Posted by kstone |
Aug 13, 2007 @ 05:42 PM | 1,357 Views
You know I've come to realize that kicking a habit is somewhat harder than it seems. I see myself as a strong individual...but passive at the same time. I know that doesn't make sense, but trust me when I say that when I'm pushed to my limit, I can hold my own. I guess it's just like everyone says when you tell them your version of how they can "quit", it's always the same line.. "if you loved it like I do, you'd understand".. How true is that statement? Is it possible to be an outsider looking in..and still diagnose someone or help them .. or are you destined to be just that..helpless? Still as an outsider you see something consume another person.. you see problems that it's causing.. you hear all the same old stories of how and why ..and last but not least.. you listen to all the same promises over and over again, just to have them be broken. So..i'm kinda ranting.. but not really..wondering what you can do to make a person see that something is wrong.. or maybe not WRONG, but just not right.. Is that being judgmental? opinionated? hurtful? misunderstanding? jealous? I'm just curious..
Posted by kstone |
Jul 11, 2007 @ 12:03 AM | 1,453 Views
Hey ya'll!! I know that the hubby has already posted his blog about the concert tonight..but anyone that knows me knows that I gotta get my 2 cents in. It was soooooooo awesome!! I've been to many concerts in my life, but I'm not sure if there's ever been 13000 people in any one building that I've been in. I have to be honest..I went expecting alot of rednecks and drunks, as concerts have gone in the past, but instead, I found that so so so many families of soldiers or people that have served..and a whole pile of people that were just proud to be American and live in the best country ever. I think the best part to me was Larry the cable guy..and when Sean Hannity sang "the devil came down to Georgia". I can't even begin to describe the overall ambience of being a part of something like that. It was an awesome experience.. I always knew that I was patriotic, but I just never knew how much. I truly am blessed to be a part of something so big and so wonderful as the country that I live in. Thank goodness Im a lucky woman.. and God's dealt me a pretty fair hand. But most of all GOD BLESS THE USA!!!!..and all my heartfelt thanks to all the men and women that serve to make this the LAND OF THE FREE!!!
Posted by kstone |
May 27, 2007 @ 01:23 PM | 1,905 Views
Guess what my mother's day gift was??? For any of you that have read my previous blogs, you should have a good guess. I got an IFO trainer kit..lime green and royal blue are the colors that I chose. So much for it being a girly plane, but I like the colors. I told the hubby that I wanted to be involved in everything to do with the plane as far as getting it ready to fly and everything. I haven't had the time, but I'm looking forward to working on it and flying it for the first time. I know that the hubby would love for me to get as involved as he is..if for no other reason than to say "I told ya so." You guys wish me luck... and look for me on the flying field...lol
ok, I finally decided what kinda plane that I wanted to buy to be my starter plane, thanks for a few people who read my "girly" thread and responded. I've decided that I'm going to go with the IFO, in either purple and pink, or pink and yellow. I like the things that I've heard about it's durability, and the fact that I can get it in the colors that I want. Maybe after I've learned how to fly that I can move on to something better. I've been out to Hodges Hobbies a few times and I don't think that I've ever seen one. I'm anxious to see how one flies. I think that when I do get one I'll have to make a trip to the flying field when no one else is there, so I won't be so nervous about learning how. I'm not sure if I will have to or not, but I might have to use the buddy box and get the hubby to help me steer. You guys wish me luck! I know that I have alot to learn.
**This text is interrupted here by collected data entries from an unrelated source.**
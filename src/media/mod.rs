pub mod store;

pub use store::{MediaStore, media_key};
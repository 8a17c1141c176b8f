use thiserror::Error;

#[derive(Debug, Error)]
pub enum WorkflowError {
    #[error("Configuration error: {0}")]
    ConfigError(String),

    #[error("Validation error: {0}")]
    ValidationError(String),

    #[error("Crop error: {0}")]
    CropError(String),

    #[error("Media store error: {0}")]
    MediaError(String),

    #[error("Session error: {0}")]
    SessionError(String),

    #[error("IO error: {0}")]
    IoError(#[from] std::io::Error),
}

/// Generates factory methods for [`WorkflowError`] variants that wrap a `String`.
macro_rules! error_constructors {
    ($(
        $(#[doc = $doc:expr])*
        $method:ident => $variant:ident
    ),* $(,)?) => {
        impl WorkflowError {
            $(
                $(#[doc = $doc])*
                pub fn $method(msg: impl Into<String>) -> Self {
                    Self::$variant(msg.into())
                }
            )*
        }
    };
}

error_constructors! {
    /// Create a configuration error.
    config => ConfigError,
    /// Create a validation error.
    validation => ValidationError,
    /// Create a crop error.
    crop => CropError,
    /// Create a media store error.
    media => MediaError,
    /// Create a session error.
    session => SessionError,
}

impl From<serde_json::Error> for WorkflowError {
    fn from(e: serde_json::Error) -> Self {
        Self::SessionError(e.to_string())
    }
}

impl From<serde_yml::Error> for WorkflowError {
    fn from(e: serde_yml::Error) -> Self {
        Self::ConfigError(e.to_string())
    }
}

impl From<image::ImageError> for WorkflowError {
    fn from(e: image::ImageError) -> Self {
        Self::CropError(e.to_string())
    }
}

pub type Result<T> = std::result::Result<T, WorkflowError>;
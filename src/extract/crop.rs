// Crop-region math: display-space rectangle -> source-pixel rectangle -> PNG.

use std::io::Cursor;

use image::DynamicImage;

use crate::error::WorkflowError;
use crate::geometry::Rect;

/// A crop region in source-image pixel coordinates.
#[derive(Debug, Clone, Copy, PartialEq, Eq)]
pub struct SourceRect {
    pub x: u32,
    pub y: u32,
    pub width: u32,
    pub height: u32,
}

/// Map a display-space crop rectangle onto source pixels.
///
/// The image is shown scaled; the per-axis scale factor is
/// `natural / displayed`. The resulting rectangle is clamped into the source
/// bounds so a crop that grazes the image edge never reads past it.
pub fn map_to_source(
    display: &Rect,
    natural_width: u32,
    natural_height: u32,
    displayed_width: f32,
    displayed_height: f32,
) -> crate::error::Result<SourceRect> {
    if displayed_width <= 0.0 || displayed_height <= 0.0 {
        return Err(WorkflowError::crop(format!(
            "displayed size must be positive, got {displayed_width}x{displayed_height}"
        )));
    }

    let scale_x = natural_width as f32 / displayed_width;
    let scale_y = natural_height as f32 / displayed_height;

    let x = ((display.left * scale_x).floor().max(0.0) as u32).min(natural_width);
    let y = ((display.top * scale_y).floor().max(0.0) as u32).min(natural_height);
    let width = ((display.width * scale_x).round() as u32).min(natural_width - x);
    let height = ((display.height * scale_y).round() as u32).min(natural_height - y);

    if width == 0 || height == 0 {
        return Err(WorkflowError::crop(format!(
            "crop region collapses to {width}x{height} source pixels"
        )));
    }

    Ok(SourceRect {
        x,
        y,
        width,
        height,
    })
}

/// Crop a source image by a display-space rectangle and encode the result
/// as PNG bytes.
pub fn crop_to_png(
    source: &DynamicImage,
    display: &Rect,
    displayed_width: f32,
    displayed_height: f32,
) -> crate::error::Result<Vec<u8>> {
    let region = map_to_source(
        display,
        source.width(),
        source.height(),
        displayed_width,
        displayed_height,
    )?;

    let cropped = source.crop_imm(region.x, region.y, region.width, region.height);

    let mut buf = Cursor::new(Vec::new());
    cropped.write_to(&mut buf, image::ImageFormat::Png)?;

    Ok(buf.into_inner())
}
//! Notification side-channel for store mutations.
//!
//! Store operations never perform I/O themselves; user-visible outcomes are
//! reported through a [`Notifier`] capability so the engine stays testable
//! and the presentation layer decides how notices are shown.

/// Severity of a user-facing notice.
#[derive(Debug, Clone, Copy, PartialEq, Eq)]
pub enum NoticeKind {
    Success,
    Error,
}

/// A single user-facing notice raised by an operation.
#[derive(Debug, Clone, PartialEq, Eq)]
pub struct Notice {
    pub kind: NoticeKind,
    pub message: String,
}

impl Notice {
    pub fn success(message: impl Into<String>) -> Self {
        Notice {
            kind: NoticeKind::Success,
            message: message.into(),
        }
    }

    pub fn error(message: impl Into<String>) -> Self {
        Notice {
            kind: NoticeKind::Error,
            message: message.into(),
        }
    }
}

/// Receiver for notices raised during an operation.
pub trait Notifier {
    fn notify(&mut self, notice: Notice);
}

/// Collects notices in order. Used by tests and by callers that render
/// notices after the operation returns.
#[derive(Debug, Default)]
pub struct NoticeLog {
    pub notices: Vec<Notice>,
}

impl NoticeLog {
    pub fn new() -> Self {
        Self::default()
    }

    pub fn successes(&self) -> usize {
        self.notices
            .iter()
            .filter(|n| n.kind == NoticeKind::Success)
            .count()
    }

    pub fn errors(&self) -> usize {
        self.notices
            .iter()
            .filter(|n| n.kind == NoticeKind::Error)
            .count()
    }
}

impl Notifier for NoticeLog {
    fn notify(&mut self, notice: Notice) {
        self.notices.push(notice);
    }
}

/// Discards all notices.
#[derive(Debug, Default)]
pub struct NullNotifier;

impl Notifier for NullNotifier {
    fn notify(&mut self, _notice: Notice) {}
}
// コンテンツアドレス式メディアストア: hash → バイト列
//
// Stores uploaded document bytes and extracted figure bitmaps on disk,
// keyed by SHA-256 hash. Handles held by Document.media / Figure.image are
// these keys.

use std::fs;
use std::path::{Path, PathBuf};

use sha2::{Digest, Sha256};
use tracing::debug;

use crate::error::WorkflowError;

/// メディアキー（バイト列のSHA-256ハッシュ、小文字16進数）を計算する。
pub fn media_key(bytes: &[u8]) -> String {
    let mut hasher = Sha256::new();
    hasher.update(bytes);
    hex::encode(hasher.finalize())
}

/// キーが有効な SHA-256 hex 文字列であることを検証する。
///
/// 有効なキーは正確に64文字の小文字16進数([0-9a-f])である必要がある。
/// パストラバーサルや不正なディレクトリアクセスを防止する。
fn validate_media_key(key: &str) -> crate::error::Result<()> {
    if key.len() == 64 && key.bytes().all(|b| matches!(b, b'0'..=b'9' | b'a'..=b'f')) {
        Ok(())
    } else {
        Err(WorkflowError::media(format!(
            "invalid media key: expected 64-character lowercase hex string, got '{}'",
            key
        )))
    }
}

/// ファイルシステムベースのメディアストア。
///
/// `<media_dir>/<hex_hash>.bin` にバイト列を格納する。
pub struct MediaStore {
    media_dir: PathBuf,
}

impl MediaStore {
    /// 指定されたディレクトリをルートとして新しい MediaStore を作成する。
    pub fn new(media_dir: impl AsRef<Path>) -> Self {
        Self {
            media_dir: media_dir.as_ref().to_path_buf(),
        }
    }

    fn key_path(&self, key: &str) -> crate::error::Result<PathBuf> {
        validate_media_key(key)?;
        Ok(self.media_dir.join(format!("{key}.bin")))
    }

    /// バイト列を保存し、メディアキーを返す。
    ///
    /// 書き込みはアトミック: 一時ファイルに書き込み、最後にrenameで
    /// 最終パスに移動する。同一キーが既に存在する場合は何もしない。
    pub fn put(&self, bytes: &[u8]) -> crate::error::Result<String> {
        let key = media_key(bytes);
        let path = self.key_path(&key)?;

        if path.exists() {
            return Ok(key);
        }

        fs::create_dir_all(&self.media_dir).map_err(|e| WorkflowError::media(e.to_string()))?;

        let tmp_path = path.with_extension("tmp");
        fs::write(&tmp_path, bytes).map_err(|e| WorkflowError::media(e.to_string()))?;
        fs::rename(&tmp_path, &path).map_err(|e| WorkflowError::media(e.to_string()))?;

        debug!(key = %key, bytes = bytes.len(), "media stored");
        Ok(key)
    }

    /// キーからバイト列を取得する。存在しない場合は None を返す。
    pub fn get(&self, key: &str) -> crate::error::Result<Option<Vec<u8>>> {
        let path = self.key_path(key)?;
        if !path.exists() {
            return Ok(None);
        }
        let bytes = fs::read(&path).map_err(|e| WorkflowError::media(e.to_string()))?;
        Ok(Some(bytes))
    }

    /// キーが存在するか確認する。
    pub fn contains(&self, key: &str) -> bool {
        match self.key_path(key) {
            Ok(path) => path.exists(),
            Err(_) => false,
        }
    }
}

#[cfg(test)]
mod tests {
    use super::*;

    #[test]
    fn test_validate_media_key_rejects_uppercase_hex() {
        let uppercase_key = "a".repeat(58) + "ABCDEF";
        assert_eq!(uppercase_key.len(), 64);
        assert!(validate_media_key(&uppercase_key).is_err());
    }

    #[test]
    fn test_validate_media_key_accepts_lowercase_hex() {
        let lowercase_key = "a".repeat(64);
        assert!(validate_media_key(&lowercase_key).is_ok());
    }

    #[test]
    fn test_validate_media_key_rejects_wrong_length() {
        let short_key = "a".repeat(63);
        assert!(validate_media_key(&short_key).is_err());
    }

    #[test]
    fn test_media_key_is_stable() {
        assert_eq!(media_key(b"abc"), media_key(b"abc"));
        assert_ne!(media_key(b"abc"), media_key(b"abd"));
        assert_eq!(media_key(b"abc").len(), 64);
    }
}
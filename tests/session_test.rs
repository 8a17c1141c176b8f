use figure_workflow::model::{Document, Stage, Task};
use figure_workflow::session::kv::{DirStore, KeyValueStore, MemoryStore};
use figure_workflow::session::{ProjectMeta, SessionSnapshot, keys};

#[test]
fn test_empty_store_loads_default_session() {
    let store = MemoryStore::new();
    let session = SessionSnapshot::load(&store);

    assert!(session.documents.is_empty());
    assert!(session.tasks.is_empty());
    assert!(session.selected_labels.is_empty());
    assert_eq!(session.project.name, "");
}

#[test]
fn test_corrupt_key_falls_back_to_default() {
    let mut store = MemoryStore::new();
    store.set(keys::PROJECT_TASKS, "{not valid json".to_string());
    store.set(
        keys::PROJECT_DATA,
        r#"{"name":"ok","description":"still loads"}"#.to_string(),
    );

    let session = SessionSnapshot::load(&store);

    assert!(session.tasks.is_empty(), "corrupt key degrades to default");
    assert_eq!(session.project.name, "ok", "other keys still decode");
}

#[test]
fn test_save_load_round_trip() {
    let mut store = MemoryStore::new();

    let task = Task::new("review mockups", Stage::Analyse);
    let snapshot = SessionSnapshot {
        documents: vec![Document::new("spec.pdf", "handle", Some(Stage::Design))],
        project: ProjectMeta {
            name: "Q3".to_string(),
            description: "quarterly".to_string(),
        },
        selected_labels: vec!["design".to_string()],
        tasks: vec![task],
    };
    snapshot.save(&mut store).expect("save should succeed");

    let loaded = SessionSnapshot::load(&store);
    assert_eq!(loaded.documents.len(), 1);
    assert_eq!(loaded.documents[0].label, Some(Stage::Design));
    assert_eq!(loaded.project.name, "Q3");
    assert_eq!(loaded.selected_labels, vec!["design"]);
    assert_eq!(loaded.tasks.len(), 1);
    assert_eq!(loaded.tasks[0].stage, Stage::Analyse);
}

#[test]
fn test_unknown_stage_in_payload_degrades_that_key() {
    let mut store = MemoryStore::new();
    // "done" is not one of the four closed stages; the tasks key must not
    // smuggle an invalid stage into the engine.
    store.set(
        keys::PROJECT_TASKS,
        r#"[{"id":"t1","title":"x","figures":[],"stage":"done"}]"#.to_string(),
    );

    let session = SessionSnapshot::load(&store);
    assert!(session.tasks.is_empty());
}

#[test]
fn test_task_payload_accepts_column_alias() {
    let mut store = MemoryStore::new();
    store.set(
        keys::PROJECT_TASKS,
        r#"[{"id":"t1","title":"x","figures":[],"column":"dev"}]"#.to_string(),
    );

    let session = SessionSnapshot::load(&store);
    assert_eq!(session.tasks.len(), 1);
    assert_eq!(session.tasks[0].stage, Stage::Dev);
}

#[test]
fn test_dir_store_round_trip() {
    let tmp = tempfile::tempdir().expect("create temp dir");
    let mut store = DirStore::new(tmp.path());

    let snapshot = SessionSnapshot {
        documents: vec![],
        project: ProjectMeta {
            name: "persisted".to_string(),
            description: String::new(),
        },
        selected_labels: vec![],
        tasks: vec![Task::new("t", Stage::Testing)],
    };
    snapshot.save(&mut store).expect("save should succeed");

    let loaded = SessionSnapshot::load(&store);
    assert_eq!(loaded.project.name, "persisted");
    assert_eq!(loaded.tasks.len(), 1);

    store.remove(keys::PROJECT_TASKS);
    let reloaded = SessionSnapshot::load(&store);
    assert!(reloaded.tasks.is_empty());
}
Well I joined RCg last night, mostly as a joke to my husband, who I thought would loathe the idea of me invading his "private time" with his friends, but he truly shocked me~ I'm sure he would tell his "buddies" that he hates me being here, but honestly he just acted like it was the most natural thing, and even invited a couple of people to make me feel welcome. By the way, thanks to everyone that has opened his/her arms to me to make me feel a part of the group I have found that there's some pretty interesting things going on around here, and have enjoyed coming back and checking threads and reading a few blogs.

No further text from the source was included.